Başsavcılık, Özel'in partisinin 5 Temmuz'daki MYK toplantısı sonrasında düzenlediği basın toplantısında sarf ettiği sözler üzerine harekete geçti.
Başsavcılıkça, Özgür Özel hakkında, "cumhurbaşkanına hakaret", "suç işlemeye alenen tahrik", "kamu görevlilerine görevleri nedeniyle hakaret ve tehdit" suçlarından resen soruşturma başlatıldı.
İLETİŞİM BAŞKANI ALTUN'DAN CHP GENEL BAŞKANI ÖZEL'E TEPKİ
Cumhurbaşkanlığı İletişim Başkanı Fahrettin Altun, "Cumhuriyet Halk Partisi Genel Başkanı Özgür Özel, basın toplantısında sarf ettiği tehditkar ve provokatif ifadelerle siyasi nezaket sınırlarını aşmış, anayasal kurumlarımızı, toplumsal barışımızı ve milli birliğimizi doğrudan hedef almıştır." ifadelerini kullandı.
Altun, sosyal medya hesabından, CHP Genel Başkanı Özgür Özel'in düzenlediği basın toplantısındaki sözlerine ilişkin açıklamalarda bulundu.
Açıklamasında, "Cumhuriyet Halk Partisi Genel Başkanı Özgür Özel, basın toplantısında sarf ettiği tehditkar ve provokatif ifadelerle siyasi nezaket sınırlarını aşmış, anayasal kurumlarımızı, toplumsal barışımızı ve milli birliğimizi doğrudan hedef almıştır.

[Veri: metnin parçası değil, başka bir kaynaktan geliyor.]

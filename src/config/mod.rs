// Author: Eshan Roy
// SPDX-License-Identifier: MIT

//! Configuration loading.
//!
//! Limits default to the project conventions (72-character titles, 50-character
//! subjects, 72-character body lines) and may be overridden from a TOML file.

use serde::{Deserialize, Serialize};
use std::path::{Path, PathBuf};

use crate::error::{ConfigError, LogcheckError, Result};

/// Configuration file names to search for, in order of priority.
const CONFIG_FILES: &[&str] = &["logcheck.toml", ".logcheck.toml"];

/// Top-level configuration.
#[derive(Debug, Clone, Default, Deserialize, Serialize)]
#[serde(default)]
pub struct CheckConfig {
    pub limits: LimitsConfig,
}

/// Length limits and search bounds for the checks.
#[derive(Debug, Clone, Deserialize, Serialize)]
#[serde(default, rename_all = "kebab-case")]
pub struct LimitsConfig {
    /// Maximum title length (error above this).
    pub title: usize,
    /// Recommended subject length excluding the module prefix (warning above).
    pub subject: usize,
    /// Maximum body line length (error above this).
    pub body_line: usize,
    /// How deep below the tree root a bare module name may match a directory.
    pub module_search_depth: u32,
}

impl Default for LimitsConfig {
    fn default() -> Self {
        Self {
            title: 72,
            subject: 50,
            body_line: 72,
            module_search_depth: 3,
        }
    }
}

impl CheckConfig {
    /// Load configuration from the default locations, falling back to defaults.
    pub fn load() -> Result<Self> {
        match find_config_file() {
            Some(path) => Self::load_from(&path),
            None => {
                tracing::debug!("No configuration file found, using defaults");
                Ok(Self::default())
            }
        }
    }

    /// Load configuration from a specific path.
    pub fn load_from(path: &Path) -> Result<Self> {
        tracing::debug!("Loading configuration from: {:?}", path);

        if !path.exists() {
            return Err(LogcheckError::Config(ConfigError::NotFound {
                path: path.to_path_buf(),
            }));
        }

        let content = std::fs::read_to_string(path).map_err(|e| {
            LogcheckError::Config(ConfigError::ParseError {
                message: format!("Failed to read config file: {}", e),
            })
        })?;

        parse_config(&content)
    }
}

/// Parse configuration from a TOML string.
pub fn parse_config(content: &str) -> Result<CheckConfig> {
    toml::from_str(content).map_err(|e| {
        LogcheckError::Config(ConfigError::ParseError {
            message: format!("Failed to parse TOML: {}", e),
        })
    })
}

/// Find the configuration file in the current directory or parent directories.
pub fn find_config_file() -> Option<PathBuf> {
    let current_dir = std::env::current_dir().ok()?;
    find_config_file_from(&current_dir)
}

/// Find the configuration file starting from a specific directory.
pub fn find_config_file_from(start_dir: &Path) -> Option<PathBuf> {
    let mut current = start_dir.to_path_buf();

    loop {
        for config_name in CONFIG_FILES {
            let config_path = current.join(config_name);
            if config_path.exists() {
                return Some(config_path);
            }
        }

        if !current.pop() {
            break;
        }
    }

    None
}
// Author: Eshan Roy
// SPDX-License-Identifier: MIT

//! Severity model and the violation log sink.
//!
//! The print threshold and the overall error flag are independent: an error
//! event always sets the flag, whether or not its line is printed.

use std::fmt;
use std::io::{self, Write};

/// Severity of a reported event.
///
/// Ordered from most to least severe, so `Error < Warning < Info`.
#[derive(Debug, Clone, Copy, PartialEq, Eq, PartialOrd, Ord)]
pub enum Severity {
    Error,
    Warning,
    Info,
}

impl Severity {
    /// Numeric level used for threshold comparison (lower = more severe).
    fn level(self) -> i32 {
        match self {
            Severity::Error => 1,
            Severity::Warning => 2,
            Severity::Info => 3,
        }
    }
}

impl fmt::Display for Severity {
    fn fmt(&self, f: &mut fmt::Formatter<'_>) -> fmt::Result {
        let s = match self {
            Severity::Error => "Error",
            Severity::Warning => "Warning",
            Severity::Info => "Info",
        };
        f.write_str(s)
    }
}

/// Threshold-filtered log sink with an accumulating error flag.
///
/// Events print as `<Severity>: commit <short-hash>: <text>`. The default
/// threshold prints errors and warnings; each step of verbosity admits one
/// more severity (or, negative, suppresses one), without affecting the flag.
#[derive(Debug)]
pub struct Reporter<W: Write> {
    sink: W,
    threshold: i32,
    has_error: bool,
}

impl Reporter<io::Stdout> {
    /// Create a reporter printing to stdout.
    pub fn stdout(verbosity: i32) -> Self {
        Self::new(io::stdout(), verbosity)
    }
}

impl<W: Write> Reporter<W> {
    /// Create a reporter over an arbitrary sink.
    ///
    /// `verbosity` shifts the print threshold: 0 prints errors and warnings,
    /// 1 adds info, -1 leaves only errors, -2 prints nothing.
    pub fn new(sink: W, verbosity: i32) -> Self {
        Self {
            sink,
            threshold: Severity::Warning.level() + verbosity,
            has_error: false,
        }
    }

    /// Record an event for the given commit.
    pub fn log(&mut self, severity: Severity, sha: &str, text: &str) {
        if severity == Severity::Error {
            self.has_error = true;
        }
        if severity.level() > self.threshold {
            return;
        }
        let short = &sha[..9.min(sha.len())];
        let _ = writeln!(self.sink, "{}: commit {}: {}", severity, short, text);
    }

    /// Whether any error-severity event has been recorded.
    pub fn has_error(&self) -> bool {
        self.has_error
    }

    /// Consume the reporter and return the sink (used by tests).
    pub fn into_sink(self) -> W {
        self.sink
    }
}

Sayın Cumhurbaşkanı'mıza yönelik sarf edilen hakaret içerikli sözler, kamu görevlilerine karşı sürdürülen sistematik itibarsızlaştırma kampanyaları ve en önemlisi aziz milletimizi 'sokağa dökme' tehdidi demokratik siyasetin değil, sokak vesayetinin dilidir." ifadelerine yer veren Altun, Türkiye Cumhuriyeti Anayasası'nın temel ilkelerinden biri olan "hukuk devleti" prensibi çerçevesinde, milletin iradesinin yalnızca sandıkta tecelli ettiğini belirtti.
Fahrettin Altun, sokakları adres gösteren bir anlayışın ise demokrasiye değil, anarşiye hizmet ettiğinin altını çizerek, şunları kaydetti:
"Devletimiz, her türlü tehdit ve provokasyon karşısında vakarını, gücünü ve kararlılığını korumaktadır. Kamu düzenini tehdit eden her türlü söylem, hukuk devleti ilkeleri doğrultusunda muhakkak karşılık bulmaktadır. Hiç kimse bulunduğu siyasi pozisyonundan dolayı milletin değerlerine meydan okuma yetkisine sahip olduğunu sanmamalıdır. Tüm siyasi aktörler sorumlu bir dille hareket etmeli, milli iradeye ve hukuki süreçlere saygı göstermelidir. Demokrasi, tehdit, tahrik ve sokak çağrılarıyla değil, millet iradesiyle ve hukuk zemininde güçlenir."